Following the terrible weather conditions at the beginning of the year, George Osborne recently set out his vision of equally turbulent economic conditions the UK economy will be facing in 2016. The crux of his argument was that the economy faces a series of challenges to continued growth, and we can infer that these challenges may threaten the levels of spending he has set out.
So what are these economic headwinds?
It’s a heady mix of external threats, based on a combination of failing Chinese currency (which has been at its lowest level in 5 years and triggered several shutdowns of trading), historically low oil prices and evolving security developments in the Middle East (with particular emphasis placed on the Iran/Saudi Arabia situation).
Osbourne has also highlighted that the public finances remain in a fragile state, setting out that 2015 “was the worst for global growth since the [2008] crisis”. This view is supported by several sources; data released before Christmas showed weak economic growth (already contradicting targets predicted in the Autumn Statement), and some commentators stating a 2% overall growth figure for 2015, compared to the 2.4% figure expected by the treasury.

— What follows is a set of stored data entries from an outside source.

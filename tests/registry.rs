//! Registration and composition: declared models must land in the right
//! element slots with the right wire identities.

mod common;

use common::*;
use meshnode::stack::{AutoRespond, ModelHandle, ModelId, Opcode};
use meshnode::{
    LevelConfig, MeshError, MeshNode, ModelConfig, ModelKind, NodeConfig, OnOffConfig,
    SensorConfig, SensorSpec, VendorConfig, MAX_MODELS,
};

fn imu_vendor() -> VendorConfig {
    VendorConfig::new(0x0001, 0x0001)
        .with_opcode(Opcode::vendor(0xC0, 0x0001))
        .with_opcode(Opcode::vendor(0xC1, 0x0001))
}

#[tokio::test]
async fn composition_lists_models_in_declaration_order() {
    init_logging();
    let (_node, stack) = node_with(vec![
        ModelConfig::OnOff(OnOffConfig::new(false)),
        ModelConfig::Sensor(SensorConfig::new(vec![SensorSpec::new(0x004F, |_| Ok(2150))])),
        ModelConfig::Vendor(imu_vendor()),
        ModelConfig::Level(LevelConfig::new(0)),
    ])
    .await;

    let (_, composition) = stack.initialized_with().unwrap();
    assert_eq!(composition.elements.len(), 1);
    let element = &composition.elements[0];

    let sig_ids: Vec<ModelId> = element.sig_models.iter().map(|m| m.id).collect();
    assert_eq!(
        sig_ids,
        vec![
            ModelId::CONFIG_SERVER,
            ModelId::GEN_ONOFF_SERVER,
            ModelId::SENSOR_SERVER,
            ModelId::SENSOR_SETUP_SERVER,
            ModelId::GEN_LEVEL_SERVER,
        ]
    );

    assert_eq!(element.vendor_models.len(), 1);
    let vendor = &element.vendor_models[0];
    assert_eq!(vendor.id, ModelId::Vendor { company_id: 0x0001, model_id: 0x0001 });
    assert_eq!(vendor.handle, ModelHandle::vendor(0));
    assert_eq!(
        vendor.opcodes,
        vec![Opcode::vendor(0xC0, 0x0001), Opcode::vendor(0xC1, 0x0001)]
    );
}

#[tokio::test]
async fn sensor_models_defer_responses_to_the_app() {
    let (_node, stack) = node_with(vec![
        ModelConfig::OnOff(OnOffConfig::new(false)),
        ModelConfig::Sensor(SensorConfig::new(vec![SensorSpec::new(0x004D, |_| Ok(4800))])),
    ])
    .await;

    let (_, composition) = stack.initialized_with().unwrap();
    let element = &composition.elements[0];
    // OnOff answers come from the stack; sensor answers come from the
    // last written state, which the app keeps fresh.
    assert_eq!(element.sig_models[1].auto_respond, AutoRespond::ALL);
    assert_eq!(element.sig_models[2].auto_respond, AutoRespond::BY_APP);
    assert_eq!(element.sig_models[3].auto_respond, AutoRespond::BY_APP);
}

#[tokio::test]
async fn composition_carries_default_config_server_settings() {
    let (_node, stack) = node_with(vec![ModelConfig::OnOff(OnOffConfig::new(false))]).await;

    let (_, composition) = stack.initialized_with().unwrap();
    assert_eq!(composition.company_id, 0xFFFF);
    assert_eq!(composition.product_id, 0x0000);
    assert_eq!(composition.version_id, 0x0000);

    let cfg = &composition.config_server;
    assert!(!cfg.relay);
    assert!(cfg.secure_beacon);
    assert!(!cfg.friend);
    assert!(!cfg.gatt_proxy);
    assert_eq!(cfg.default_ttl, 7);
    assert_eq!(cfg.net_transmit.count, 2);
    assert_eq!(cfg.net_transmit.interval_ms, 20);
    assert_eq!(cfg.relay_retransmit.count, 2);
    assert_eq!(cfg.relay_retransmit.interval_ms, 20);
}

#[tokio::test]
async fn device_identity_embeds_prefix_and_address() {
    let stack = RecordingStack::new();
    let config = NodeConfig::new("bench-node")
        .with_uuid_prefix([0xDD, 0xDD])
        .with_model(ModelConfig::OnOff(OnOffConfig::new(false)));
    let node = MeshNode::initialize(stack.clone(), config).await.unwrap();

    let (identity, _) = stack.initialized_with().unwrap();
    assert_eq!(identity.name, "bench-node");
    let bytes = identity.uuid.as_bytes();
    assert_eq!(&bytes[..2], &[0xDD, 0xDD]);
    assert_eq!(&bytes[2..8], &DEVICE_ADDR);
    assert_eq!(&bytes[8..], &[0u8; 8]);
    assert_eq!(node.device_uuid(), identity.uuid);
}

#[tokio::test]
async fn empty_device_name_falls_back_to_default() {
    let stack = RecordingStack::new();
    let config = NodeConfig::new("").with_model(ModelConfig::OnOff(OnOffConfig::new(false)));
    let node = MeshNode::initialize(stack.clone(), config).await.unwrap();
    assert_eq!(node.device_name(), meshnode::DEFAULT_DEVICE_NAME);
}

#[tokio::test]
async fn find_reports_kind_relative_handles() {
    let (node, _stack) = node_with(vec![
        ModelConfig::OnOff(OnOffConfig::new(false)),
        ModelConfig::Level(LevelConfig::new(0)),
        ModelConfig::OnOff(OnOffConfig::new(true)),
    ])
    .await;

    assert_eq!(node.find(ModelKind::OnOff, 0), Some(ModelHandle::sig(1)));
    assert_eq!(node.find(ModelKind::Level, 0), Some(ModelHandle::sig(2)));
    assert_eq!(node.find(ModelKind::OnOff, 1), Some(ModelHandle::sig(3)));
    assert_eq!(node.find(ModelKind::OnOff, 2), None);
    assert_eq!(node.model_count(), 3);
}

#[tokio::test]
async fn ninth_model_is_rejected() {
    let stack = RecordingStack::new();
    let mut config = NodeConfig::new("full-node");
    for _ in 0..=MAX_MODELS {
        config = config.with_model(ModelConfig::OnOff(OnOffConfig::new(false)));
    }
    let err = MeshNode::initialize(stack, config).await.unwrap_err();
    assert!(matches!(err, MeshError::CapacityExceeded { max: MAX_MODELS }));
}

#[tokio::test]
async fn power_level_models_are_rejected() {
    let stack = RecordingStack::new();
    let config = NodeConfig::new("node").with_model(ModelConfig::PowerLevel);
    let err = MeshNode::initialize(stack, config).await.unwrap_err();
    assert!(matches!(err, MeshError::Unsupported(ModelKind::PowerLevel)));
}

#[tokio::test]
async fn vendor_opcodes_must_match_the_company() {
    let stack = RecordingStack::new();
    let config = NodeConfig::new("node").with_model(ModelConfig::Vendor(
        VendorConfig::new(0x0001, 0x0001).with_opcode(Opcode::vendor(0xC0, 0x0002)),
    ));
    let err = MeshNode::initialize(stack, config).await.unwrap_err();
    assert!(matches!(err, MeshError::InvalidConfig(_)));
}
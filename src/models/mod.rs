//! Mesh model kinds, per-kind configuration, and the model registry.

pub mod battery;
pub mod level;
pub mod onoff;
pub mod registry;
pub mod sensor;
pub mod vendor;

pub use battery::{BatteryConfig, BatteryRead};
pub use level::{LevelChanged, LevelConfig};
pub use onoff::{OnOffChanged, OnOffConfig};
pub use registry::{ModelRegistry, Publication, RegistryEntry, MAX_MODELS};
pub use sensor::{SensorConfig, SensorRead, SensorSpec};
pub use vendor::{VendorConfig, VendorHandler, VendorMessage};

use std::fmt;

use serde::{Deserialize, Serialize};

/// Model kinds a node can host.
#[derive(Debug, Clone, Copy, PartialEq, Eq, Hash, Serialize, Deserialize)]
pub enum ModelKind {
    OnOff,
    Level,
    Sensor,
    PowerLevel,
    Battery,
    Vendor,
}

impl fmt::Display for ModelKind {
    fn fmt(&self, f: &mut fmt::Formatter<'_>) -> fmt::Result {
        let name = match self {
            ModelKind::OnOff => "OnOff",
            ModelKind::Level => "Level",
            ModelKind::Sensor => "Sensor",
            ModelKind::PowerLevel => "PowerLevel",
            ModelKind::Battery => "Battery",
            ModelKind::Vendor => "Vendor",
        };
        f.write_str(name)
    }
}

/// A user-declared model, one variant per kind. Declaration order fixes
/// both element slot order and per-kind instance indices.
#[derive(Clone)]
pub enum ModelConfig {
    OnOff(OnOffConfig),
    Level(LevelConfig),
    Sensor(SensorConfig),
    /// Declared in the wire vocabulary but not implemented; registration
    /// returns [`MeshError::Unsupported`](crate::MeshError::Unsupported).
    PowerLevel,
    Battery(BatteryConfig),
    Vendor(VendorConfig),
}

impl ModelConfig {
    pub fn kind(&self) -> ModelKind {
        match self {
            ModelConfig::OnOff(_) => ModelKind::OnOff,
            ModelConfig::Level(_) => ModelKind::Level,
            ModelConfig::Sensor(_) => ModelKind::Sensor,
            ModelConfig::PowerLevel => ModelKind::PowerLevel,
            ModelConfig::Battery(_) => ModelKind::Battery,
            ModelConfig::Vendor(_) => ModelKind::Vendor,
        }
    }
}
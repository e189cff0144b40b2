//! Generic OnOff server model.

use std::sync::Arc;

use crate::models::registry::Publication;

/// Invoked with the new value whenever the on/off state changes, from a
/// network set or the local API. Called without registry locks held.
pub type OnOffChanged = Arc<dyn Fn(bool) + Send + Sync>;

/// Configuration for one Generic OnOff server instance.
#[derive(Clone)]
pub struct OnOffConfig {
    pub initial: bool,
    /// Allocate a publication context so status updates can be published.
    pub publish: bool,
    pub on_change: Option<OnOffChanged>,
}

impl OnOffConfig {
    pub fn new(initial: bool) -> Self {
        Self { initial, publish: true, on_change: None }
    }

    pub fn on_change(mut self, f: impl Fn(bool) + Send + Sync + 'static) -> Self {
        self.on_change = Some(Arc::new(f));
        self
    }

    pub fn with_publication(mut self, enabled: bool) -> Self {
        self.publish = enabled;
        self
    }
}

impl Default for OnOffConfig {
    fn default() -> Self {
        Self::new(false)
    }
}

/// Runtime state for one OnOff entry.
pub(crate) struct OnOffState {
    pub(crate) value: bool,
    pub(crate) on_change: Option<OnOffChanged>,
    pub(crate) publication: Publication,
}

impl OnOffState {
    pub(crate) fn new(config: OnOffConfig) -> Self {
        Self {
            value: config.initial,
            on_change: config.on_change,
            publication: Publication::new(config.publish),
        }
    }
}

/// Generic OnOff Status payload: a single present-state byte.
pub fn encode_status(value: bool) -> [u8; 1] {
    [value as u8]
}
//! Declarative Bluetooth LE Mesh node models over a vendor mesh stack.
//!
//! Firmware declares which mesh models a node exposes (on/off, level,
//! sensor, battery, vendor-custom) and this crate does the rest: it
//! builds the element and model tables, owns per-model runtime state,
//! routes inbound set events back to user callbacks, and publishes
//! bit-exact status messages. The protocol engine itself (provisioning,
//! encryption, relaying) stays behind the [`stack::MeshStack`] trait.
//!
//! ```no_run
//! use std::sync::Arc;
//! use meshnode::{MeshNode, ModelConfig, NodeConfig, OnOffConfig};
//! # async fn run(stack: Arc<dyn meshnode::stack::MeshStack>) -> meshnode::MeshResult<()> {
//! let config = NodeConfig::new("hallway-light")
//!     .with_model(ModelConfig::OnOff(OnOffConfig::new(false).on_change(|on| {
//!         println!("light is now {}", if on { "on" } else { "off" });
//!     })));
//! let node = MeshNode::initialize(stack, config).await?;
//! node.start().await?;
//! # Ok(())
//! # }
//! ```

pub mod error;
pub mod models;
pub mod node;
pub mod stack;

pub use error::{MeshError, MeshResult, StackError};
pub use models::{
    BatteryConfig, LevelConfig, ModelConfig, ModelKind, OnOffConfig, SensorConfig, SensorSpec,
    VendorConfig, VendorMessage, MAX_MODELS,
};
pub use node::{MeshNode, NodeConfig, NodeHooks, NodeInfo, DEFAULT_DEVICE_NAME};
pub use stack::{
    Bearers, Composition, DeviceIdentity, MeshStack, MessageContext, ModelHandle, ModelId,
    Opcode, ProvBearer, StackEvent,
};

In its most recent update the Office for National Statistics highlighted that “UK GDP in volume terms was estimated to have increased by 0.4% between Quarter 2 (Apr to June) 2015 and Quarter 3 (July to Sept) 2015, revised down 0.1 percentage points from the second estimate of GDP published 27 November 2015.”
Similar mood music has been sounded by Robert Chote of the Office for Budget Responsibility in his January 2016 remarks to the Scottish government, stating that we should be wary of the much lauded extra “£27 billion that we had apparently found down the back of the sofa over the next five years” and that “the lesson is that what the sofa gives, the sofa can easily take away…the sums lost or gained have often been much larger than they were last November.”
There is also a party political angle to all this, the chancellor warned against “creeping complacency”, with “some believing that it is now safe to ease back on austerity”– a clear political shot at the Labour party’s current anti-austerity narrative.
A key thing to remember here is that this has happened before: previous to the March 2015 Budget and the Autumn Statement, the chancellor prepared the nation for significant cuts, only to dial back the levels of cuts when he delivered his statement.
However the external and international risks to the economy seem much more severe and sustained this time, if current trends continue we anticipate the March 2016 budget may include some ‘clawing back’ of, or additional cuts to, the funding settlements for unprotected department set out in the Autumn Statement. This may include additional cuts to the Adult Education Budget, or the non-teaching budgets at the Department for Education, meaning additional pressure on schools and post 16 providers.
We’ll be keeping a close eye on these developments, and will be covering the budget announcements on 16 March with keen interest.